Ein Spendenskandal erschüttert Japans Regierungspartei LDP in den Grundfesten. Vor allem die Parteirechten stehen unter Verdacht - trotzdem wächst auch der Druck auf den gemäßigten Premierminister Kishida.

Von Thomas Hahn, Tokio

Diese Tage müssen sich für den japanischen Premierminister Fumio Kishida anfühlen, als stünde er ständig im Regen. Der mächtige Spendenskandal, der seine Regierungspartei LDP belastet, hört nicht auf, schlechte Nachrichten zu produzieren.
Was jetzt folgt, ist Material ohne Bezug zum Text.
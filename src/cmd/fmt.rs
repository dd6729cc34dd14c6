use std::io::Write;

use loctext::{
    DEFAULT_DATE_TIME_PATTERN, FormatKey, FormatterCache, SharedCache, Value,
};

use crate::args::{self, Usage, flags, positional};

const USAGE: &'static str = r#"
Format datetimes or numbers with a pattern.

This accepts one or more values as positional arguments. When no positional
arguments are given, then line delimited values are read from stdin.

USAGE:
    loctext fmt <value>...
    loctext fmt < line delimited <value>

TIP:
    use -h for short docs and --help for long docs

EXAMPLES:
    Format an instant in Tokyo with the month written out:

        $ loctext fmt -z Asia/Tokyo -p 'd MMMM yyyy HH:mm' 2024-06-15T12:30:00Z

    %snip-start%

    Format a civil datetime as wall clock time in your time zone, with German
    month and weekday names:

        $ loctext fmt -l de -p 'EEEE, d. MMMM yyyy' 2024-06-15T12:30

    Format numbers with French grouping:

        $ loctext fmt -n -l fr -p '#,##0.00' 1234567.891 42

    %snip-end%
REQUIRED ARGUMENTS:
%args%
OPTIONS:
%flags%
"#;

pub fn run(p: &mut lexopt::Parser) -> anyhow::Result<()> {
    let mut config = Config::default();
    let mut target = flags::Target::default();
    let mut values = positional::Arguments::default();
    args::configure(
        p,
        USAGE,
        &mut [&mut config, &mut target, &mut values],
    )?;

    let key = if config.number {
        let pattern = config.pattern.as_deref().unwrap_or("");
        FormatKey::number(pattern, &target.locale())
    } else {
        let pattern =
            config.pattern.as_deref().unwrap_or(DEFAULT_DATE_TIME_PATTERN);
        FormatKey::new(pattern, &target.zone(), &target.locale())
    };
    // Build up front so that a bad pattern fails even without any input.
    let formatter = SharedCache::new().get(&key)?;

    let mut wtr = std::io::stdout().lock();
    let mut buf = String::new();
    values.try_map(|arg| {
        let value = Value::infer(arg.to_str()?);
        buf.clear();
        formatter.format_to(&value, &mut buf)?;
        writeln!(wtr, "{buf}")?;
        Ok(true)
    })?;
    Ok(())
}

#[derive(Debug, Default)]
struct Config {
    pattern: Option<String>,
    number: bool,
}

impl args::Configurable for Config {
    fn configure(
        &mut self,
        p: &mut lexopt::Parser,
        arg: &mut lexopt::Arg,
    ) -> anyhow::Result<bool> {
        match *arg {
            lexopt::Arg::Short('p') | lexopt::Arg::Long("pattern") => {
                self.pattern = Some(args::parse(p, "-p/--pattern")?);
            }
            lexopt::Arg::Short('n') | lexopt::Arg::Long("number") => {
                self.number = true;
            }
            _ => return Ok(false),
        }
        Ok(true)
    }

    fn usage(&self) -> &[Usage] {
        const VALUE: Usage = Usage::arg(
            "<value>",
            "A datetime or number to format.",
            r#"
A datetime or number to format.

Datetimes may be RFC 3339 timestamps (`2024-06-15T12:30:00Z`), RFC 9557
timestamps (`2024-06-15T08:30:00-04:00[America/New_York]`) or civil datetimes
(`2024-06-15T12:30`), which are interpreted in the time zone given by
-z/--zone. Integers are interpreted as milliseconds since the Unix epoch.

With -n/--number, values must be integers or decimals.
"#,
        );

        const PATTERN: Usage = Usage::flag(
            "-p, --pattern <pattern>",
            "The pattern to format with.",
            r#"
The pattern to format with.

For datetimes, this is a pattern like `yyyy-MM-dd HH:mm:ss`, which is also the
default. Supported fields are `y` (year), `M` (month, `MMM` for a short name
and `MMMM` for a full name), `d` (day), `D` (day of year), `E` (weekday name),
`a` (AM/PM), `H` (hour 0-23), `h` (hour 1-12), `m` (minute), `s` (second),
`S` (fraction of a second), `z` (time zone abbreviation), `Z`, `X` and `x`
(offsets) and `VV` (time zone identifier). Text inside single quotes is copied
as is, and `''` is a single quote.

For numbers, this is a decimal pattern like `#,##0.00` or one of the named
styles `integer` or `percent`. The default is `#,##0.###`. A trailing `%`
multiplies by 100.
"#,
        );

        const NUMBER: Usage = Usage::flag(
            "-n, --number",
            "Format numbers instead of datetimes.",
            r#"
Format numbers instead of datetimes.

Numbers are formatted with the grouping separator and decimal separator of the
locale given by -l/--locale. The time zone is ignored.
"#,
        );

        &[VALUE, PATTERN, NUMBER]
    }
}
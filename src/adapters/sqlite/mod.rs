pub mod connection;
pub mod handler_store;

pub use connection::{create_pool, create_test_pool, ConnectionError, PoolConfig};
pub use handler_store::SqliteHandlerStore;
Hunderte Millionen Yen soll die Seiwa Seisaku Kenkyukai, kurz Seiwaken, die größte LDP-Faktion, unversteuert eingesteckt haben. Der Faktion gehören die Anhänger des ermordeten Nationalisten-Idols Shinzo Abe an. Die Staatsanwaltschaft ermittelt.

Dass die Oppositionspartei CDP am Mittwoch, dem letzten Tag der Sitzungsperiode im Parlament, deshalb einen Misstrauensantrag gegen seine Regierung stellte, war noch Kishidas geringstes Problem. Mit der LDP-Mehrheit und den Stimmen des Koalitionspartners Komeito ließ sich der Angriff leicht abschmettern. Aber wie sollte er den Menschen bei der Pressekonferenz am Abend diese Selbstbedienungsmentalität erklären?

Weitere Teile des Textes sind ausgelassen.